I used a clay bar to remove the overspray and it worked great. I had to really work on the horizontal surfaces and go over it 2 to three times until red overspray stopped coming up (front end a roof took one evening each), but the verticle surfaces went much, much faster. I did the rest of the van in a little over an hour this morning before work (too rainy to run).

The paint feels so slick now it's amazing. I followed the clay job with Meguiars NXT (would have used AmericanShine, but already had the other stuff /ubbthreads/images/graemlins/wink.gif) and other than a few tiny paint chips, the exterior literally looks new.

As mentioned above, I used the clay on nearly every surface including the chromed plastic grill, headlights, turn signals and windows.
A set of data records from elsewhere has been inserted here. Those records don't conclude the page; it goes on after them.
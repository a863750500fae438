//! robots.txt rule matching on top of the robotstxt crate

use robotstxt::DefaultMatcher;

/// Rules from one site's robots.txt
#[derive(Debug, Clone, Default)]
pub struct RobotsRules {
    /// Raw robots.txt body; None means everything is allowed
    content: Option<String>,
}

impl RobotsRules {
    pub fn from_content(content: &str) -> Self {
        Self {
            content: Some(content.to_string()),
        }
    }

    /// Rules that allow every URL, used whenever robots.txt is unavailable
    pub fn allow_all() -> Self {
        Self { content: None }
    }

    /// True when there are no rules at all, so matching can be skipped
    pub fn is_allow_all(&self) -> bool {
        self.content.as_deref().map_or(true, |c| c.trim().is_empty())
    }

    /// Checks whether `url` may be fetched by `user_agent`
    pub fn is_allowed(&self, url: &str, user_agent: &str) -> bool {
        match self.content.as_deref() {
            Some(content) if !self.is_allow_all() => {
                let mut matcher = DefaultMatcher::default();
                matcher.one_agent_allowed_by_robots(content, user_agent, url)
            }
            _ => true,
        }
    }
}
WORKED GREAT!!! I even preferred soapy water to the lubricant that came with the bar. It worked fine and it was easier for me to feel when the surface was clean.
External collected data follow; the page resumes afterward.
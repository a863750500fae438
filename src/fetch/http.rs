//! HTTP-client strategies
//!
//! - `ImpersonatedClient`: presents the header set of a real Chrome install,
//!   rotated per request, with a search-engine referrer and a cookie jar
//! - `GenericClient`: a plain client with a single desktop user agent

use async_trait::async_trait;
use rand::seq::SliceRandom;
use reqwest::header::{HeaderMap, HeaderName, HeaderValue};
use reqwest::{redirect::Policy, Client, Response};
use std::collections::HashMap;
use std::time::Duration;
use tracing::debug;

use crate::fetch::proxy::Proxy;
use crate::fetch::strategy::{FetchStrategy, StrategyRequest};
use crate::fetch::types::{RawPage, StrategyKind};
use crate::FetchError;

const CHROME_ACCEPT: &str =
    "text/html,application/xhtml+xml,application/xml;q=0.9,image/avif,image/webp,image/apng,*/*;q=0.8";
const CHROME_SEC_CH_UA: &str =
    "\"Chromium\";v=\"124\", \"Google Chrome\";v=\"124\", \"Not-A.Brand\";v=\"99\"";

/// Header profiles of real desktop Chrome installs
const HEADER_PROFILES: &[&[(&str, &str)]] = &[
    &[
        (
            "user-agent",
            "Mozilla/5.0 (Windows NT 10.0; Win64; x64) AppleWebKit/537.36 (KHTML, like Gecko) Chrome/124.0.0.0 Safari/537.36",
        ),
        ("accept", CHROME_ACCEPT),
        ("accept-language", "en-US,en;q=0.9"),
        ("sec-ch-ua", CHROME_SEC_CH_UA),
        ("sec-ch-ua-mobile", "?0"),
        ("sec-ch-ua-platform", "\"Windows\""),
        ("sec-fetch-dest", "document"),
        ("sec-fetch-mode", "navigate"),
        ("sec-fetch-site", "cross-site"),
        ("sec-fetch-user", "?1"),
        ("upgrade-insecure-requests", "1"),
        ("cache-control", "max-age=0"),
    ],
    &[
        (
            "user-agent",
            "Mozilla/5.0 (Macintosh; Intel Mac OS X 10_15_7) AppleWebKit/537.36 (KHTML, like Gecko) Chrome/124.0.0.0 Safari/537.36",
        ),
        ("accept", CHROME_ACCEPT),
        ("accept-language", "en-US,en;q=0.9"),
        ("sec-ch-ua", CHROME_SEC_CH_UA),
        ("sec-ch-ua-mobile", "?0"),
        ("sec-ch-ua-platform", "\"macOS\""),
        ("sec-fetch-dest", "document"),
        ("sec-fetch-mode", "navigate"),
        ("sec-fetch-site", "cross-site"),
        ("sec-fetch-user", "?1"),
        ("upgrade-insecure-requests", "1"),
    ],
];

const SEARCH_REFERRERS: &[&str] = &[
    "https://www.google.com/",
    "https://www.google.com/search?q=",
    "https://www.google.co.uk/",
];

/// Builds a client with the shared transport settings
///
/// # Arguments
///
/// * `timeout` - Whole-request timeout
/// * `cookies` - Whether to keep a cookie jar across requests
/// * `user_agent` - Default user agent, overridable per request
/// * `proxy` - Route all traffic through this proxy
pub fn build_http_client(
    timeout: Duration,
    cookies: bool,
    user_agent: Option<&str>,
    proxy: Option<&Proxy>,
) -> Result<Client, reqwest::Error> {
    let mut builder = Client::builder()
        .timeout(timeout)
        .connect_timeout(Duration::from_secs(10).min(timeout))
        .redirect(Policy::limited(10))
        .cookie_store(cookies)
        .gzip(true)
        .brotli(true);

    if let Some(agent) = user_agent {
        builder = builder.user_agent(agent);
    }

    if let Some(proxy) = proxy {
        builder = builder.proxy(proxy.to_reqwest()?);
    }

    builder.build()
}

/// Maps a transport error onto the fetch error taxonomy
pub fn classify_error(url: &str, timeout: Duration, error: reqwest::Error) -> FetchError {
    if error.is_timeout() {
        FetchError::Timeout {
            url: url.to_string(),
            timeout_ms: timeout.as_millis() as u64,
        }
    } else {
        FetchError::Network {
            url: url.to_string(),
            message: error.to_string(),
        }
    }
}

/// Reads a response into a `RawPage`, keeping whatever status it carries
pub async fn read_response(
    url: &str,
    timeout: Duration,
    response: Response,
) -> Result<RawPage, FetchError> {
    let status = response.status().as_u16();
    let final_url = response.url().to_string();

    let headers: HashMap<String, String> = response
        .headers()
        .iter()
        .filter_map(|(name, value)| {
            value
                .to_str()
                .ok()
                .map(|v| (name.as_str().to_ascii_lowercase(), v.to_string()))
        })
        .collect();

    let body = response
        .text()
        .await
        .map_err(|e| classify_error(url, timeout, e))?;

    Ok(RawPage {
        url: final_url,
        status,
        body,
        headers,
        screenshot: None,
        action_screenshots: Vec::new(),
    })
}

fn pick_profile_headers() -> HeaderMap {
    let mut rng = rand::thread_rng();
    let mut headers = HeaderMap::new();

    if let Some(profile) = HEADER_PROFILES.choose(&mut rng) {
        for (name, value) in profile.iter() {
            if let (Ok(name), Ok(value)) = (
                HeaderName::from_bytes(name.as_bytes()),
                HeaderValue::from_str(value),
            ) {
                headers.insert(name, value);
            }
        }
    }

    if let Some(referrer) = SEARCH_REFERRERS.choose(&mut rng) {
        if let Ok(value) = HeaderValue::from_str(referrer) {
            headers.insert(reqwest::header::REFERER, value);
        }
    }

    headers
}

/// HTTP client that looks like a desktop Chrome browser
pub struct ImpersonatedClient {
    client: Client,
}

impl ImpersonatedClient {
    pub fn new(timeout: Duration) -> Result<Self, reqwest::Error> {
        Ok(Self {
            client: build_http_client(timeout, true, None, None)?,
        })
    }
}

#[async_trait]
impl FetchStrategy for ImpersonatedClient {
    fn kind(&self) -> StrategyKind {
        StrategyKind::ImpersonatedClient
    }

    async fn fetch(&self, request: StrategyRequest<'_>) -> Result<RawPage, FetchError> {
        let timeout = request.options.timeout;

        let proxied;
        let client = match request.proxy {
            Some(proxy) => {
                proxied = build_http_client(timeout, true, None, Some(proxy))
                    .map_err(|e| classify_error(request.url, timeout, e))?;
                &proxied
            }
            None => &self.client,
        };

        debug!("Impersonated fetch: {}", request.url);

        let response = client
            .get(request.url)
            .headers(pick_profile_headers())
            .timeout(timeout)
            .send()
            .await
            .map_err(|e| classify_error(request.url, timeout, e))?;

        read_response(request.url, timeout, response).await
    }
}

/// Plain HTTP client
pub struct GenericClient {
    client: Client,
    user_agent: String,
}

impl GenericClient {
    pub fn new(timeout: Duration, user_agent: &str) -> Result<Self, reqwest::Error> {
        Ok(Self {
            client: build_http_client(timeout, false, Some(user_agent), None)?,
            user_agent: user_agent.to_string(),
        })
    }
}

#[async_trait]
impl FetchStrategy for GenericClient {
    fn kind(&self) -> StrategyKind {
        StrategyKind::GenericClient
    }

    async fn fetch(&self, request: StrategyRequest<'_>) -> Result<RawPage, FetchError> {
        let timeout = request.options.timeout;

        let proxied;
        let client = match request.proxy {
            Some(proxy) => {
                proxied = build_http_client(timeout, false, Some(&self.user_agent), Some(proxy))
                    .map_err(|e| classify_error(request.url, timeout, e))?;
                &proxied
            }
            None => &self.client,
        };

        debug!("Generic fetch: {}", request.url);

        let response = client
            .get(request.url)
            .timeout(timeout)
            .send()
            .await
            .map_err(|e| classify_error(request.url, timeout, e))?;

        read_response(request.url, timeout, response).await
    }
}
use url::Url;

/// Strips a leading `www.` label so `www.example.com` and `example.com`
/// compare as the same site
pub fn site_host(host: &str) -> &str {
    host.strip_prefix("www.").unwrap_or(host)
}

/// Checks whether `candidate` belongs to the same site as `base`
///
/// With `include_subdomains`, any subdomain of the base host also counts
/// (`docs.example.com` is on the same site as `example.com`). The `www.`
/// prefix is ignored on both sides.
///
/// # Arguments
///
/// * `base` - The host the crawl or map started from
/// * `candidate` - The host of a discovered link
/// * `include_subdomains` - Whether subdomains of `base` are accepted
pub fn is_same_site(base: &str, candidate: &str, include_subdomains: bool) -> bool {
    let base = site_host(base);
    let candidate = site_host(candidate);

    if base.eq_ignore_ascii_case(candidate) {
        return true;
    }

    include_subdomains
        && candidate.len() > base.len()
        && candidate.to_ascii_lowercase().ends_with(&format!(".{}", base.to_ascii_lowercase()))
}

/// Returns `scheme://host[:port]` for a URL
pub fn origin_of(url: &Url) -> String {
    url.origin().ascii_serialization()
}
The van has those black rear-view mirrors that are supposed to be shiny, but always get dull a couple of weeks after a wax. The clay bar had the mirrors gleaming before they saw wax. I'm expecting the shine to last better.

I really am impressed with the clay bar. I plan on doing it once a year or so on each car...unless I'm dumb enough to forget and leave a vehicle inside while using a spray bomb again...in which case, more often.
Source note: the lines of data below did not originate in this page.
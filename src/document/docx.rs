//! DOCX text straight from the OOXML parts

use quick_xml::events::{BytesStart, Event};
use quick_xml::Reader;
use std::collections::BTreeMap;
use std::io::{Cursor, Read};
use zip::result::ZipError;
use zip::ZipArchive;

use super::{markdown_header, non_empty, Document, DocumentError, DocumentKind};

const BODY_PART: &str = "word/document.xml";
const CORE_PART: &str = "docProps/core.xml";

#[derive(Debug, Clone, PartialEq)]
enum Block {
    Paragraph { style: Option<String>, text: String },
    Table(Vec<Vec<String>>),
}

fn corrupt(message: impl ToString) -> DocumentError {
    DocumentError::Corrupt {
        kind: DocumentKind::Docx,
        message: message.to_string(),
    }
}

fn style_value(element: &BytesStart) -> Option<String> {
    element
        .attributes()
        .flatten()
        .find(|attr| attr.key.local_name().as_ref() == b"val")
        .and_then(|attr| attr.unescape_value().ok().map(|v| v.into_owned()))
}

/// Walks `word/document.xml` into paragraphs and tables, in body order
///
/// Nested tables are flattened into the text of the enclosing cell.
fn parse_body(xml: &str) -> Result<Vec<Block>, DocumentError> {
    let mut reader = Reader::from_str(xml);
    let mut blocks = Vec::new();

    let mut paragraph = String::new();
    let mut style: Option<String> = None;
    let mut in_text = false;

    let mut table_depth = 0usize;
    let mut rows: Vec<Vec<String>> = Vec::new();
    let mut row: Vec<String> = Vec::new();
    let mut cell = String::new();

    loop {
        match reader.read_event().map_err(corrupt)? {
            Event::Start(e) => match e.local_name().as_ref() {
                b"p" => {
                    paragraph.clear();
                    style = None;
                }
                b"pStyle" => style = style_value(&e),
                b"t" => in_text = true,
                b"tbl" => {
                    table_depth += 1;
                    if table_depth == 1 {
                        rows.clear();
                    }
                }
                b"tr" if table_depth == 1 => row.clear(),
                b"tc" if table_depth == 1 => cell.clear(),
                _ => {}
            },
            Event::Empty(e) => match e.local_name().as_ref() {
                b"pStyle" => style = style_value(&e),
                b"tab" => paragraph.push('\t'),
                b"br" | b"cr" => paragraph.push('\n'),
                _ => {}
            },
            Event::Text(t) if in_text => {
                paragraph.push_str(&t.unescape().map_err(corrupt)?);
            }
            Event::End(e) => match e.local_name().as_ref() {
                b"t" => in_text = false,
                b"p" => {
                    let text = paragraph.trim().to_string();
                    if table_depth > 0 {
                        if !text.is_empty() {
                            if !cell.is_empty() {
                                cell.push(' ');
                            }
                            cell.push_str(&text);
                        }
                    } else if !text.is_empty() {
                        blocks.push(Block::Paragraph {
                            style: style.take(),
                            text,
                        });
                    }
                }
                b"tc" if table_depth == 1 => row.push(std::mem::take(&mut cell)),
                b"tr" if table_depth == 1 => rows.push(std::mem::take(&mut row)),
                b"tbl" => {
                    table_depth = table_depth.saturating_sub(1);
                    if table_depth == 0 && !rows.is_empty() {
                        blocks.push(Block::Table(std::mem::take(&mut rows)));
                    }
                }
                _ => {}
            },
            Event::Eof => break,
            _ => {}
        }
    }

    Ok(blocks)
}

/// Reads Dublin Core properties from `docProps/core.xml`
fn parse_core(xml: &str) -> Result<BTreeMap<String, String>, DocumentError> {
    let mut reader = Reader::from_str(xml);
    let mut properties = BTreeMap::new();
    let mut current: Option<String> = None;

    loop {
        match reader.read_event().map_err(corrupt)? {
            Event::Start(e) => {
                let name = String::from_utf8_lossy(e.local_name().as_ref()).into_owned();
                current = match name.as_str() {
                    "title" | "subject" | "creator" | "created" | "modified" | "lastModifiedBy"
                    | "revision" | "keywords" => Some(name),
                    _ => None,
                };
            }
            Event::Text(t) => {
                if let Some(key) = &current {
                    if let Some(value) = non_empty(t.unescape().map_err(corrupt)?.into_owned()) {
                        properties.insert(key.clone(), value);
                    }
                }
            }
            Event::End(_) => current = None,
            Event::Eof => break,
            _ => {}
        }
    }

    Ok(properties)
}

/// Markdown prefix for a paragraph style id such as `Heading2` or `ListBullet`
fn style_prefix(style: Option<&str>) -> &'static str {
    let Some(style) = style else { return "" };
    let style = style.to_ascii_lowercase().replace(' ', "");
    match style.as_str() {
        "heading1" => "# ",
        "heading2" => "## ",
        "heading3" => "### ",
        "heading4" => "#### ",
        "listbullet" => "- ",
        "listnumber" => "1. ",
        _ => "",
    }
}

fn render_table(rows: &[Vec<String>]) -> String {
    let mut lines = Vec::with_capacity(rows.len() + 1);
    for (i, row) in rows.iter().enumerate() {
        lines.push(format!("| {} |", row.join(" | ")));
        if i == 0 {
            lines.push(format!("| {} |", vec!["---"; row.len()].join(" | ")));
        }
    }
    lines.join("\n")
}

fn read_part(archive: &mut ZipArchive<Cursor<&[u8]>>, name: &str) -> Result<Option<String>, DocumentError> {
    let mut part = match archive.by_name(name) {
        Ok(part) => part,
        Err(ZipError::FileNotFound) => return Ok(None),
        Err(e) => return Err(corrupt(e)),
    };
    let mut xml = String::new();
    part.read_to_string(&mut xml).map_err(corrupt)?;
    Ok(Some(xml))
}

/// Extracts paragraphs, headings, lists and tables from DOCX bytes
///
/// Blocking; run it off the async executor.
pub fn extract_docx(bytes: &[u8]) -> Result<Document, DocumentError> {
    let mut archive = ZipArchive::new(Cursor::new(bytes)).map_err(corrupt)?;

    let body = read_part(&mut archive, BODY_PART)?
        .ok_or_else(|| corrupt(format!("missing {}", BODY_PART)))?;
    let blocks = parse_body(&body)?;
    let mut properties = match read_part(&mut archive, CORE_PART)? {
        Some(core) => parse_core(&core)?,
        None => BTreeMap::new(),
    };

    let title = properties.remove("title");
    let author = properties.remove("creator");

    let mut text_parts = Vec::new();
    let mut parts = markdown_header(title.as_deref().unwrap_or("Document"), author.as_deref(), None);
    let mut paragraph_count = 0;
    let mut table_count = 0;

    for block in &blocks {
        match block {
            Block::Paragraph { style, text } => {
                paragraph_count += 1;
                text_parts.push(text.clone());
                parts.push(format!("{}{}", style_prefix(style.as_deref()), text));
            }
            Block::Table(rows) => {
                table_count += 1;
                text_parts.extend(rows.iter().flatten().filter(|c| !c.is_empty()).cloned());
                parts.push(render_table(rows));
            }
        }
    }

    let text = text_parts.join("\n");
    let word_count = text.split_whitespace().count();
    properties.insert("paragraph_count".to_string(), paragraph_count.to_string());
    properties.insert("table_count".to_string(), table_count.to_string());

    Ok(Document {
        title,
        author,
        text,
        markdown: parts.join("\n\n"),
        page_count: 1,
        word_count,
        properties,
    })
}
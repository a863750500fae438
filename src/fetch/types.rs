//! Types shared by every fetch strategy

use serde::{Deserialize, Serialize};
use std::collections::HashMap;
use std::fmt;
use std::time::Duration;

/// The fetch strategies, ordered from cheapest to most expensive
#[derive(Debug, Clone, Copy, PartialEq, Eq, Hash, Serialize, Deserialize)]
#[serde(rename_all = "snake_case")]
pub enum StrategyKind {
    /// HTTP client presenting a rotating real-browser header profile
    ImpersonatedClient,
    /// Plain HTTP client
    GenericClient,
    /// Headless Chromium render
    BrowserStandard,
    /// Headless Firefox render
    BrowserAltEngine,
    /// Chromium with simulated interaction and a challenge-wait loop
    BrowserAggressive,
}

impl StrategyKind {
    /// Returns true for strategies that render in a headless browser
    pub fn is_browser(&self) -> bool {
        matches!(
            self,
            Self::BrowserStandard | Self::BrowserAltEngine | Self::BrowserAggressive
        )
    }

    pub fn as_str(&self) -> &'static str {
        match self {
            Self::ImpersonatedClient => "impersonated_client",
            Self::GenericClient => "generic_client",
            Self::BrowserStandard => "browser_standard",
            Self::BrowserAltEngine => "browser_alt_engine",
            Self::BrowserAggressive => "browser_aggressive",
        }
    }

    /// The default escalation order
    pub fn escalation_order() -> [Self; 5] {
        [
            Self::ImpersonatedClient,
            Self::GenericClient,
            Self::BrowserStandard,
            Self::BrowserAltEngine,
            Self::BrowserAggressive,
        ]
    }
}

impl fmt::Display for StrategyKind {
    fn fmt(&self, f: &mut fmt::Formatter<'_>) -> fmt::Result {
        f.write_str(self.as_str())
    }
}

/// A scripted browser interaction performed before the page is captured
#[derive(Debug, Clone, PartialEq, Serialize, Deserialize)]
#[serde(tag = "type", rename_all = "snake_case")]
pub enum BrowserAction {
    Click { selector: String },
    Wait { milliseconds: u64 },
    Scroll { direction: ScrollDirection, amount: u32 },
    Type { selector: String, text: String },
    Press { key: String },
    Screenshot,
}

#[derive(Debug, Clone, Copy, PartialEq, Eq, Serialize, Deserialize)]
#[serde(rename_all = "snake_case")]
pub enum ScrollDirection {
    Up,
    Down,
}

/// Per-request fetch parameters
#[derive(Debug, Clone)]
pub struct FetchOptions {
    /// Upper bound for each individual strategy attempt
    pub timeout: Duration,
    pub actions: Vec<BrowserAction>,
    pub screenshot: bool,
    /// Extra settle time after load (milliseconds)
    pub wait_for_ms: u64,
    /// Route every attempt through one proxy from the pool
    pub use_proxy: bool,
}

impl FetchOptions {
    /// Returns true if only a real browser can satisfy the request
    pub fn needs_browser(&self) -> bool {
        !self.actions.is_empty() || self.screenshot || self.wait_for_ms > 0
    }
}

impl Default for FetchOptions {
    fn default() -> Self {
        Self {
            timeout: Duration::from_secs(30),
            actions: Vec::new(),
            screenshot: false,
            wait_for_ms: 0,
            use_proxy: false,
        }
    }
}

/// A fetched page before extraction
#[derive(Debug, Clone, Default)]
pub struct RawPage {
    /// Final URL after redirects
    pub url: String,
    pub status: u16,
    pub body: String,
    /// Lowercased response header names
    pub headers: HashMap<String, String>,
    /// Base64 PNG captured by the browser
    pub screenshot: Option<String>,
    /// Screenshots taken by `BrowserAction::Screenshot` steps
    pub action_screenshots: Vec<String>,
}

impl RawPage {
    pub fn is_success(&self) -> bool {
        (200..300).contains(&self.status)
    }

    pub fn len(&self) -> usize {
        self.body.len()
    }

    pub fn is_empty(&self) -> bool {
        self.body.trim().is_empty()
    }
}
Call me a true believer. /ubbthreads/images/graemlins/thumbsup.gif
 
Hey Everybody:
Just a note,you can use a clay bar on front windshields too!
 
Should I use the clay bar on a newly-painted, close-trailered car, specifically, a 1948 Jaguar saloon painted with Deltron paint?
 
How newly painted? I wouldn't even put wax on fresh paint. In a warm climate I wait two months before touching a new paint job.

The only reason to use clay is to remove surface contaminants. If the car is kept inside and rarely driven, it may never need clay. The majority of the substances removed by the clay are industrial fallout, which attack and embed themselves in the paint. If the car is kept waxed, then the paint will never suffer oxidation or attack by these substances and therefore clay will not be needed.
 
Hello Everybody!
It has been quite a while since I was able to post about the clay bar. we have been very busy here at American Shine, all over, from San Diego to Tennessee and onward.

About the clay bar and fresh paint. Generally you want to wait about 30 to 90 days for the paint to cure before you use any waxe's on it. Until then you should use a good hand glaze, we recommend California Clear Coat, but any glaze is approiate.You would not use a clay bar on fresh paint unless for some unforseen reason your paint received some sort of contamination on it, it will not hurt the paint. I have customers that are into the concourse proffessional restoration business, and they would use the bar if one of their vehicles was contaminated with overspray from the shop.

You use the clay only when you can feel some contamination on your paint that will not come off with just a wash. For information only, if you use the bar every single weekend on your car, it won't hurt the paint.

REMEMBER, THIS IS MY OPINION ONLY!! But I do go through a lot of clay bars and vehicles

See you soon at a town near you.!
 
Thanks for all the wisdom, I appreciate it. I have a 2000 Intrepid & my wife a 2002 Beetle. Would it be a safe presumtion to assume it needs a clay bar just from normal exposure to the elements? I've never sprayed anything near it and they've both basically just had car washes and hand washes most of their lives.

any thoughts?
TIA
JP
 
You only need clay bar if the bare paint is exposed to the elements. Wax your car more often and you won't need to clay. If the wax does wear off, the paint will suffer and clay will become necessary to restore the shine.
 
I do not agree that frequent waxing obviates any benefit of clay. Take a car that has never been clayed, but waxed frequently, then try a small part of it with clay and compare how smooth the surface is to an adjacent panel....but then again, I live in a place with 4 very distinct seasons. It's tough to wax monthly from November through March.

I clay about once a year (maybe twice). You can feel the difference and waxing goes much easier. Maybe if one uses a wax with cleaners all the time it's not necessary, but clay once or twice a year is less abrasive than wax with cleaners monthly.